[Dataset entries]
====
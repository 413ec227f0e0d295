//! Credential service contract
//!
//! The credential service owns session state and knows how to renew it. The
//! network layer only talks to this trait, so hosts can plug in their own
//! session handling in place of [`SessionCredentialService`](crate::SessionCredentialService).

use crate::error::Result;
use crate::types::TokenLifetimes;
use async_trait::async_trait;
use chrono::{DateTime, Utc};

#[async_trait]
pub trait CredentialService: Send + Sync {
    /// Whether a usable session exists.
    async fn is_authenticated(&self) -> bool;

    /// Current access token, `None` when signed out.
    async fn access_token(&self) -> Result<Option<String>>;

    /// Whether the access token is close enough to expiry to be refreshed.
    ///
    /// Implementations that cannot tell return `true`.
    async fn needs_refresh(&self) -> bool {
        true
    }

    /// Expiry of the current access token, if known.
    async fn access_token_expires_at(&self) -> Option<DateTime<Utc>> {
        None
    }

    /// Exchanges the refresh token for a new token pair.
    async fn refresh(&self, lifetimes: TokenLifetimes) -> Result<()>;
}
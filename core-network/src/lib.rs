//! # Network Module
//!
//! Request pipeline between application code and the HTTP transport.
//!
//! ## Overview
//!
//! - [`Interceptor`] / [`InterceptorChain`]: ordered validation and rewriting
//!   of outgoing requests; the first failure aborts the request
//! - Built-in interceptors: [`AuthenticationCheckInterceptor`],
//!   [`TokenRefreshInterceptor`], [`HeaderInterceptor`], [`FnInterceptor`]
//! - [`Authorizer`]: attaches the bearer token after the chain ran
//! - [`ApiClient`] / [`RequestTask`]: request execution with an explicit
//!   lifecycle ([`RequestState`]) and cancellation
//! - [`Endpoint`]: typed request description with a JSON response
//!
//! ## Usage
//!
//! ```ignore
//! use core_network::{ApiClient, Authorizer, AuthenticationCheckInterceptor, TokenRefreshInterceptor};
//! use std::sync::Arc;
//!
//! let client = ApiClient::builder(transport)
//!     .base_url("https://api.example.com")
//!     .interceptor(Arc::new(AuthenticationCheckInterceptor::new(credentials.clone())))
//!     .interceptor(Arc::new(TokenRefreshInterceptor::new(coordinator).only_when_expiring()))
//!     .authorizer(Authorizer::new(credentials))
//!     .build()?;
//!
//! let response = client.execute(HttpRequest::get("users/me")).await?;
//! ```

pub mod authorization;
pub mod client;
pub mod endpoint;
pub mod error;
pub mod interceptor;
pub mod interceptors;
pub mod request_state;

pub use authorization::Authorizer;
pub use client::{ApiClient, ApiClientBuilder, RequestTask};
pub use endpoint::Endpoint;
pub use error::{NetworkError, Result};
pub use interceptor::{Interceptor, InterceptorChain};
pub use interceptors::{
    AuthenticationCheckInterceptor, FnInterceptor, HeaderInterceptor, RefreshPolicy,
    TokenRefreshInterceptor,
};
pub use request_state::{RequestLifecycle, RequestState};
====
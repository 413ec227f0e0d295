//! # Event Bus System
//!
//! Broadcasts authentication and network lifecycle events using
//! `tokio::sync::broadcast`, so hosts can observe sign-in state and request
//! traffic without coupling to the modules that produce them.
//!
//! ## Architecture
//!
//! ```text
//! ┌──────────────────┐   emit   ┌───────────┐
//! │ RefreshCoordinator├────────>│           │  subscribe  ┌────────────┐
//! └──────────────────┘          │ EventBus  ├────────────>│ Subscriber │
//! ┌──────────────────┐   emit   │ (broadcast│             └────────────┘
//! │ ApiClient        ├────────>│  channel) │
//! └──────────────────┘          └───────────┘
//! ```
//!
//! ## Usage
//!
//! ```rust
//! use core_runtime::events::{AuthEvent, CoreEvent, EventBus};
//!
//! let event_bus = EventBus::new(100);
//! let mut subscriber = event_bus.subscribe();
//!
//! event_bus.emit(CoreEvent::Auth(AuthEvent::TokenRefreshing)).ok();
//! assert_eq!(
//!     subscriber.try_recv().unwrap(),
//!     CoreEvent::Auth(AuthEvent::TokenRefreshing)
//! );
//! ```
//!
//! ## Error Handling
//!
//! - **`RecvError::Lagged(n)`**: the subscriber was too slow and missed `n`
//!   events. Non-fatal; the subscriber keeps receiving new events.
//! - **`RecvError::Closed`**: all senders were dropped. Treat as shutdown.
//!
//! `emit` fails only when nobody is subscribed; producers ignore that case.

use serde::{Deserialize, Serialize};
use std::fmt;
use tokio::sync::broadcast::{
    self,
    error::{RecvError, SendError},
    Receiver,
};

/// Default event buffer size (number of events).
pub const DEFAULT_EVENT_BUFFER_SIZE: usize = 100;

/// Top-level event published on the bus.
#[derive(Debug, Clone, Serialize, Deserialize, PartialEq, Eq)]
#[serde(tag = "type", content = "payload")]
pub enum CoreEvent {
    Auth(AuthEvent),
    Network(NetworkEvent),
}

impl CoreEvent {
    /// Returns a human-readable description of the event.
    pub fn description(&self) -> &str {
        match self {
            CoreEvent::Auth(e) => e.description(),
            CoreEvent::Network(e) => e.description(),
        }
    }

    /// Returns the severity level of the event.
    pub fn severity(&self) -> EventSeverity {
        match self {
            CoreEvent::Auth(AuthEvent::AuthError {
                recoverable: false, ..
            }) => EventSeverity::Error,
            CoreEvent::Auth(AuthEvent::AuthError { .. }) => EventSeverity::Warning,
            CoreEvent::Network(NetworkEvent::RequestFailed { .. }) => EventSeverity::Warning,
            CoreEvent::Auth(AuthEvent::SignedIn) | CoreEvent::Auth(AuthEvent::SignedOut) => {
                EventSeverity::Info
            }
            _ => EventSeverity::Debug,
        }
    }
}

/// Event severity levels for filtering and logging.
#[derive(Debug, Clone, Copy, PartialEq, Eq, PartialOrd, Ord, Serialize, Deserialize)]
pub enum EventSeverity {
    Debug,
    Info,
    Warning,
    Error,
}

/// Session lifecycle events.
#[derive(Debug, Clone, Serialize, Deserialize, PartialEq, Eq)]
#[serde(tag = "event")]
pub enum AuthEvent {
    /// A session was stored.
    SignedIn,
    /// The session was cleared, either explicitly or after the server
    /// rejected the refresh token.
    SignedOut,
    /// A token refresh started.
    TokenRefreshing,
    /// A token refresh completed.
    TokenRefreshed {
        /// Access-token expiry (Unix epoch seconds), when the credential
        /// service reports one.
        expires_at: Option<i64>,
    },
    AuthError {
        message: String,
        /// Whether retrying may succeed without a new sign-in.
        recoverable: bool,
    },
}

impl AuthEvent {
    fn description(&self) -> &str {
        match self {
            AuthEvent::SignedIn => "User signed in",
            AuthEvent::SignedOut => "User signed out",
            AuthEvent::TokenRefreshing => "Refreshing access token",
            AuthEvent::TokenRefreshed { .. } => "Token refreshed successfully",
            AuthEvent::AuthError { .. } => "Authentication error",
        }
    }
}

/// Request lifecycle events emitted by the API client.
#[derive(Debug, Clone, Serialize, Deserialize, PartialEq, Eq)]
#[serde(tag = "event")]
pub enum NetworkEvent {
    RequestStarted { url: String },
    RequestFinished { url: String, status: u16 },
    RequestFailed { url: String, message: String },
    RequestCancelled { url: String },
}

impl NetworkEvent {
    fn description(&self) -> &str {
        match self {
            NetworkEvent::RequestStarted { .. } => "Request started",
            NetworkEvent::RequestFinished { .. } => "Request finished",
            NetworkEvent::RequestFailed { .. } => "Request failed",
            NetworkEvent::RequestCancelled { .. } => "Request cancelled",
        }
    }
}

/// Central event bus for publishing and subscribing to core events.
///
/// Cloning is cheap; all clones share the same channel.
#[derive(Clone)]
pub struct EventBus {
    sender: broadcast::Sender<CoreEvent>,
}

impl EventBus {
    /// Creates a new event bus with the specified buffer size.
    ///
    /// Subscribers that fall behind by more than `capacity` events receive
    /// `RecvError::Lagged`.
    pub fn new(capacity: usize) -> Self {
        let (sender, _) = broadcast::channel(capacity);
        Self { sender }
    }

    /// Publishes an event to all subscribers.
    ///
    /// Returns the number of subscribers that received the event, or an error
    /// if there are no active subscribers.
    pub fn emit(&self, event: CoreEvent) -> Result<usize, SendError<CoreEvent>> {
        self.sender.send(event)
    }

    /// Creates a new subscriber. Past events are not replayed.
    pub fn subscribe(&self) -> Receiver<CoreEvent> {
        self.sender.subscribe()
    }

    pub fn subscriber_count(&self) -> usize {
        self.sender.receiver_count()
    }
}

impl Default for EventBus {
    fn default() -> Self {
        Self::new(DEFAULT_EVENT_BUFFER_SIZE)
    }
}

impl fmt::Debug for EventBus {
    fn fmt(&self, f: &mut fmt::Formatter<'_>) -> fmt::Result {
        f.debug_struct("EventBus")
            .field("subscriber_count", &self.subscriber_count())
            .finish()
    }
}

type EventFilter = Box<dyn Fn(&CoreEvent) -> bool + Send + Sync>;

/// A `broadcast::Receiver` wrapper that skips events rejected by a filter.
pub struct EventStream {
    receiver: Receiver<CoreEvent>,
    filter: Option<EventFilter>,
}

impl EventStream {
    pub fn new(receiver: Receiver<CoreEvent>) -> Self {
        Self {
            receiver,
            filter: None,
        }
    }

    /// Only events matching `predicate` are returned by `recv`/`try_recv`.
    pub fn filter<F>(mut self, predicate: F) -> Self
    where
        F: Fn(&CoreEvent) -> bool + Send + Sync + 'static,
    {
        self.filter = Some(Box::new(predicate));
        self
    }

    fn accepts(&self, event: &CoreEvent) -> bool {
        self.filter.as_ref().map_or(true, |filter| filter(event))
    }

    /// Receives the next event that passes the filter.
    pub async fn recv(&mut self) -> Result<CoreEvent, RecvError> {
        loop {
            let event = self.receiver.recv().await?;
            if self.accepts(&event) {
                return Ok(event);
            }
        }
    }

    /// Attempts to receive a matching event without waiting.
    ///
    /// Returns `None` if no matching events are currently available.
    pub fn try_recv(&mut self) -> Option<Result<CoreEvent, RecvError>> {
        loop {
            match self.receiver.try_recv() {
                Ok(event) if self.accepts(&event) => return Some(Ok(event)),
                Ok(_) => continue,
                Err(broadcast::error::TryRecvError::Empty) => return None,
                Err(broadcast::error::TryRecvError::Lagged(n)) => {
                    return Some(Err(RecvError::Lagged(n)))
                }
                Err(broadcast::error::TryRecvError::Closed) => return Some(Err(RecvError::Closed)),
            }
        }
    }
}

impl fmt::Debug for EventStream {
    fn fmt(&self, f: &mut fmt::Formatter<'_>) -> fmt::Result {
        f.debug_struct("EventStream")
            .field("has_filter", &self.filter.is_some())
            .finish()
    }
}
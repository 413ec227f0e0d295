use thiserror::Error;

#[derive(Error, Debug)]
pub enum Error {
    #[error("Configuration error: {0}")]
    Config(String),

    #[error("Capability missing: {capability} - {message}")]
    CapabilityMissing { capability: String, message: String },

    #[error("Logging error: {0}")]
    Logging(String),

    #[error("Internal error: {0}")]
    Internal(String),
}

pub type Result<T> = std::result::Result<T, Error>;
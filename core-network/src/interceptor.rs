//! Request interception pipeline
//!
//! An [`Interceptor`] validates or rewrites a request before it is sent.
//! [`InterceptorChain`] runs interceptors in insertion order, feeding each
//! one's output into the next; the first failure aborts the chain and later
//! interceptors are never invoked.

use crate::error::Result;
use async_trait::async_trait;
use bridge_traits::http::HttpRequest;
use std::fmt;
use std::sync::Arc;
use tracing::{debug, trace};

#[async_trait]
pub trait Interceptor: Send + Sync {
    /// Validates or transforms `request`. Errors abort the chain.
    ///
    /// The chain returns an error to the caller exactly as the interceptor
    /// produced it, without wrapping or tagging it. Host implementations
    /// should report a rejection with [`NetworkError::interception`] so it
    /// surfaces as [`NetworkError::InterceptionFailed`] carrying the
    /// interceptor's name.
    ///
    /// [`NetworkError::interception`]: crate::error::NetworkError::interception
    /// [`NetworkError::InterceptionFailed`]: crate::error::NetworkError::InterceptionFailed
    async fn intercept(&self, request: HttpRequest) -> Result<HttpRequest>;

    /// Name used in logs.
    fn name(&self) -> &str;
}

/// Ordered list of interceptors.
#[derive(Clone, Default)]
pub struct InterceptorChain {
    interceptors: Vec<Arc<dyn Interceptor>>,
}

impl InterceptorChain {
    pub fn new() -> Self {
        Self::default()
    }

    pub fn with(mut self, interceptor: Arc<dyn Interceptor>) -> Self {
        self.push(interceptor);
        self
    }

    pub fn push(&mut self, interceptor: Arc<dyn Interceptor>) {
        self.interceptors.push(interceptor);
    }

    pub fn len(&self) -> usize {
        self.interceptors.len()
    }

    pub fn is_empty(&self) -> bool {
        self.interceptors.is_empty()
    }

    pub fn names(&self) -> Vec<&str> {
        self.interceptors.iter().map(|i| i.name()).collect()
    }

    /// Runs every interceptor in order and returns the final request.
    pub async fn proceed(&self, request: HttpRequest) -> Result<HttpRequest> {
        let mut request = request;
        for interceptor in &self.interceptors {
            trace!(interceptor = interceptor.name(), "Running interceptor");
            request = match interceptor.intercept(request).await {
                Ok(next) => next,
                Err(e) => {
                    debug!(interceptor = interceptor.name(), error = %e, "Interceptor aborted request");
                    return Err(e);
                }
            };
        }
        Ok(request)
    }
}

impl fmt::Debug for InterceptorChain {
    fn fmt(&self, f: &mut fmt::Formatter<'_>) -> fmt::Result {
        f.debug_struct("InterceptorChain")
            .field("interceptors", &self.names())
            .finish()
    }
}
====
• TASK OBJECTIVE:
The answer should be a bare number: the count of lines above in which the word "trace" occurs.

• TASK RESPONSE:
2